— MATERIAL TO PROCESS —

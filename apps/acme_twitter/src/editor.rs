use std::sync::Arc;

use acme::{Acme, AcmeError, Event, Win};
use anyhow::{Context, Result};
use async_trait::async_trait;
use client_core::{EditorHost, EditorWindow, EventHandler, EventOutcome};
use shared::domain::WindowId;
use ninep::NinepError;
use tracing::{trace, warn};

/// acme as the window host.
pub struct AcmeHost {
    acme: Acme,
}

impl AcmeHost {
    pub fn new(acme: Acme) -> Self {
        Self { acme }
    }
}

#[async_trait]
impl EditorHost for AcmeHost {
    async fn show(&self, title: &str) -> Result<bool> {
        self.acme
            .show(title)
            .await
            .with_context(|| format!("looking up window {title}"))
    }

    async fn create_window(&self) -> Result<Arc<dyn EditorWindow>> {
        let win = self.acme.new_window().await.context("creating acme window")?;
        Ok(Arc::new(AcmeWindow { win }))
    }
}

pub struct AcmeWindow {
    win: Win,
}

impl AcmeWindow {
    /// Text the event refers to. acme leaves long selections out of the
    /// event and they have to be read back from the body.
    async fn event_text(&self, event: &Event) -> Result<String> {
        if event.text.is_empty() && event.q0 < event.q1 {
            return Ok(self.win.read_range(event.q0, event.q1).await?);
        }
        Ok(event.text.clone())
    }
}

#[async_trait]
impl EditorWindow for AcmeWindow {
    fn id(&self) -> WindowId {
        WindowId(self.win.id())
    }

    async fn set_title(&self, title: &str) -> Result<()> {
        self.win.set_name(title).await?;
        self.win.set_error_prefix(title).await;
        Ok(())
    }

    async fn clear_tag(&self) -> Result<()> {
        Ok(self.win.ctl("cleartag").await?)
    }

    async fn append_tag(&self, text: &str) -> Result<()> {
        Ok(self.win.write("tag", text.as_bytes()).await?)
    }

    async fn clear_body(&self) -> Result<()> {
        Ok(self.win.clear().await?)
    }

    async fn append_body(&self, data: &[u8]) -> Result<()> {
        Ok(self.win.write("body", data).await?)
    }

    async fn read_body(&self) -> Result<String> {
        let body = self.win.read_all("body").await?;
        Ok(String::from_utf8_lossy(&body).into_owned())
    }

    async fn selection(&self) -> Result<String> {
        Ok(self.win.selection().await?)
    }

    async fn mark_clean(&self) -> Result<()> {
        Ok(self.win.ctl("clean").await?)
    }

    async fn select_start(&self) -> Result<()> {
        self.win.set_addr("#0").await?;
        Ok(self.win.ctl("dot=addr").await?)
    }

    async fn show(&self) -> Result<()> {
        Ok(self.win.ctl("show").await?)
    }

    async fn report_error(&self, message: &str) -> Result<()> {
        Ok(self.win.errf(message).await?)
    }

    async fn delete(&self) -> Result<()> {
        Ok(self.win.del(true).await?)
    }

    async fn run_events(&self, handler: &dyn EventHandler) -> Result<()> {
        let mut events = self.win.events().await?;
        loop {
            let event = match events.next().await {
                Ok(event) => event,
                // The window was closed, or acme exited and took it along.
                Err(AcmeError::EventsClosed) | Err(AcmeError::Fs(NinepError::Disconnected)) => {
                    return Ok(())
                }
                Err(AcmeError::BadEvent(reason)) => {
                    warn!(window = self.win.id(), %reason, "skipping malformed event");
                    continue;
                }
                Err(err) => return Err(err.into()),
            };
            trace!(window = self.win.id(), ?event, "event");
            if !event.is_execute() && !event.is_look() {
                continue;
            }
            let outcome = match self.event_text(&event).await {
                Ok(text) if event.is_execute() => handler.execute(text.trim()).await,
                Ok(text) => handler.look(text.trim()).await,
                Err(err) => {
                    warn!(window = self.win.id(), error = %err, "reading event text failed");
                    EventOutcome::Unhandled
                }
            };
            if outcome == EventOutcome::Unhandled {
                if let Err(err) = events.write_back(&event).await {
                    warn!(window = self.win.id(), error = %err, "returning event to acme failed");
                }
            }
        }
    }
}

#[cfg(test)]
mod tests {
    use std::sync::Mutex;

    use acme::testing::FakeAcme;

    use super::*;

    /// Handles `Get` and looks at `alice`; everything else goes back to acme.
    #[derive(Default)]
    struct Recorder {
        seen: Mutex<Vec<String>>,
    }

    impl Recorder {
        fn seen(&self) -> Vec<String> {
            self.seen.lock().expect("recorder lock").clone()
        }
    }

    #[async_trait]
    impl EventHandler for Recorder {
        async fn look(&self, text: &str) -> EventOutcome {
            self.seen.lock().expect("recorder lock").push(format!("look {text}"));
            if text == "alice" {
                EventOutcome::Handled
            } else {
                EventOutcome::Unhandled
            }
        }

        async fn execute(&self, command: &str) -> EventOutcome {
            self.seen
                .lock()
                .expect("recorder lock")
                .push(format!("execute {command}"));
            if command == "Get" {
                EventOutcome::Handled
            } else {
                EventOutcome::Unhandled
            }
        }
    }

    async fn window() -> (Arc<dyn EditorWindow>, FakeAcme) {
        let (acme, fake) = FakeAcme::start().await;
        let window = AcmeHost::new(acme)
            .create_window()
            .await
            .expect("create window");
        (window, fake)
    }

    #[tokio::test]
    async fn unhandled_events_go_back_to_acme() {
        let (window, fake) = window().await;
        fake.push_event(1, "Mx0 4 0 4 Get \n");
        fake.push_event(1, "Mx5 8 0 3 Del\n");
        fake.push_event(1, "MI0 5 0 5 hello\n");
        fake.push_event(1, "Ml10 15 0 5 alice\nMl20 23 0 3 bob\n");

        let handler = Recorder::default();
        window.run_events(&handler).await.expect("loop ends on close");
        assert_eq!(
            handler.seen(),
            ["execute Get", "execute Del", "look alice", "look bob"]
        );
        assert_eq!(fake.writes_to("1/event"), ["Mx5 8 \n", "Ml20 23 \n"]);
    }

    #[tokio::test]
    async fn elided_text_is_read_from_the_body() {
        let (window, fake) = window().await;
        fake.set_file("1/xdata", "Get");
        fake.push_event(1, "Mx0 300 0 0 \n");

        let handler = Recorder::default();
        window.run_events(&handler).await.expect("loop");
        assert_eq!(handler.seen(), ["execute Get"]);
        assert_eq!(fake.writes_to("1/addr"), ["#0,#300"]);
        assert!(fake.writes_to("1/event").is_empty());
    }

    #[tokio::test]
    async fn event_failures_do_not_end_the_loop() {
        let (window, fake) = window().await;
        fake.fail_reads_of("1/xdata");
        fake.push_event(1, "Mx0 300 0 0 \n");
        fake.push_event(1, "Mx1x 2 0 0 \n");
        fake.push_event(1, "Mx0 3 0 3 Get\n");

        let handler = Recorder::default();
        window.run_events(&handler).await.expect("loop");
        assert_eq!(handler.seen(), ["execute Get"]);
        assert_eq!(fake.writes_to("1/event"), ["Mx0 300 \n"]);
    }

    #[tokio::test]
    async fn window_updates_reach_acme_files() {
        let (window, fake) = window().await;
        window.set_title("/twitter/home").await.expect("title");
        window.select_start().await.expect("select start");
        window.mark_clean().await.expect("clean");
        window.report_error("ctl: permission denied").await.expect("report");
        assert_eq!(
            fake.writes_to("1/ctl"),
            ["name /twitter/home\n", "dot=addr\n", "clean\n"]
        );
        assert_eq!(fake.writes_to("1/addr"), ["#0"]);
        assert_eq!(
            fake.writes_to("1/errors"),
            ["/twitter/home: ctl: permission denied\n"]
        );
    }

    #[tokio::test]
    async fn host_show_finds_titled_window() {
        let (acme, fake) = FakeAcme::start().await;
        fake.add_index_entry(2, "/twitter/mentions");
        let host = AcmeHost::new(acme);
        assert!(host.show("/twitter/mentions").await.expect("show"));
        assert!(!host.show("/twitter/home").await.expect("show"));
        assert_eq!(fake.writes_to("2/ctl"), ["show\n"]);
    }
}
use super::*;
use crate::fakes::FakeFs;

#[tokio::test]
async fn entries_render_newest_first() {
    let fs = FakeFs::with_timeline(
        "home",
        &[("100", 30, "first\n"), ("101", 40, "second\n"), ("102", 35, "third\n")],
    );
    let mut out = Vec::new();
    render(&fs, "home", &mut out).await.expect("render");
    assert_eq!(
        String::from_utf8(out).expect("utf8"),
        "--- 101\nsecond\n--- 102\nthird\n--- 100\nfirst\n"
    );
}

#[tokio::test]
async fn many_distinct_timestamps_strictly_decrease() {
    let fs = FakeFs::with_timeline("mentions", &[]);
    // A fixed shuffle of 0..50.
    for i in 0..50u32 {
        let modified = (i * 37) % 50;
        fs.add_entry("mentions", &format!("e{modified}"), modified, b"x");
    }
    let mut out = Vec::new();
    render(&fs, "mentions", &mut out).await.expect("render");

    let order: Vec<u32> = String::from_utf8(out)
        .expect("utf8")
        .lines()
        .filter_map(|line| line.strip_prefix("--- e"))
        .map(|n| n.parse().expect("number"))
        .collect();
    assert_eq!(order.len(), 50);
    assert!(order.windows(2).all(|pair| pair[0] > pair[1]));
}

#[tokio::test]
async fn equal_timestamps_keep_listing_order() {
    let fs = FakeFs::with_timeline("home", &[("a", 5, ""), ("b", 5, ""), ("c", 9, "")]);
    let mut out = Vec::new();
    render(&fs, "home", &mut out).await.expect("render");
    assert_eq!(String::from_utf8(out).expect("utf8"), "--- c\n--- a\n--- b\n");
}

#[tokio::test]
async fn empty_directory_renders_nothing() {
    let fs = FakeFs::with_timeline("home", &[]);
    let mut out = Vec::new();
    render(&fs, "home", &mut out).await.expect("render");
    assert!(out.is_empty());
}

#[tokio::test]
async fn long_entries_are_truncated() {
    let fs = FakeFs::with_timeline("home", &[]);
    fs.add_entry("home", "1", 1, &vec![b'z'; ENTRY_READ_LIMIT + 904]);
    let mut out = Vec::new();
    render(&fs, "home", &mut out).await.expect("render");
    assert_eq!(out.len(), "--- 1\n".len() + ENTRY_READ_LIMIT);
}

#[tokio::test]
async fn entry_failure_aborts_but_keeps_partial_output() {
    let fs = FakeFs::with_timeline("home", &[("x", 2, "body-x"), ("y", 1, "body-y")]);
    fs.fail_reads_of("home/y");
    let mut out = Vec::new();
    let err = render(&fs, "home", &mut out).await.expect_err("should fail");
    assert!(matches!(err, ClientError::Timeline { ref path, .. } if path == "home/y"));
    assert_eq!(String::from_utf8(out).expect("utf8"), "--- x\nbody-x");
}

#[tokio::test]
async fn missing_directory_names_the_path() {
    let fs = FakeFs::default();
    let mut out = Vec::new();
    let err = render(&fs, "users/nobody", &mut out)
        .await
        .expect_err("should fail");
    assert!(err.to_string().contains("users/nobody"));
}

#[test]
fn sort_is_descending_by_mtime() {
    let entry = |name: &str, modified| DirEntry {
        name: name.to_string(),
        modified,
        is_dir: false,
    };
    let mut entries = vec![entry("old", 1), entry("new", 3), entry("mid", 2)];
    sort_newest_first(&mut entries);
    let names: Vec<_> = entries.iter().map(|e| e.name.as_str()).collect();
    assert_eq!(names, ["new", "mid", "old"]);
}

— TASK TO COMPLETE —
Which of the lines above carry the string "Mutex"? Copy every one.

— ANSWER BOX —
    use std::sync::Mutex;
        seen: Mutex<Vec<String>>,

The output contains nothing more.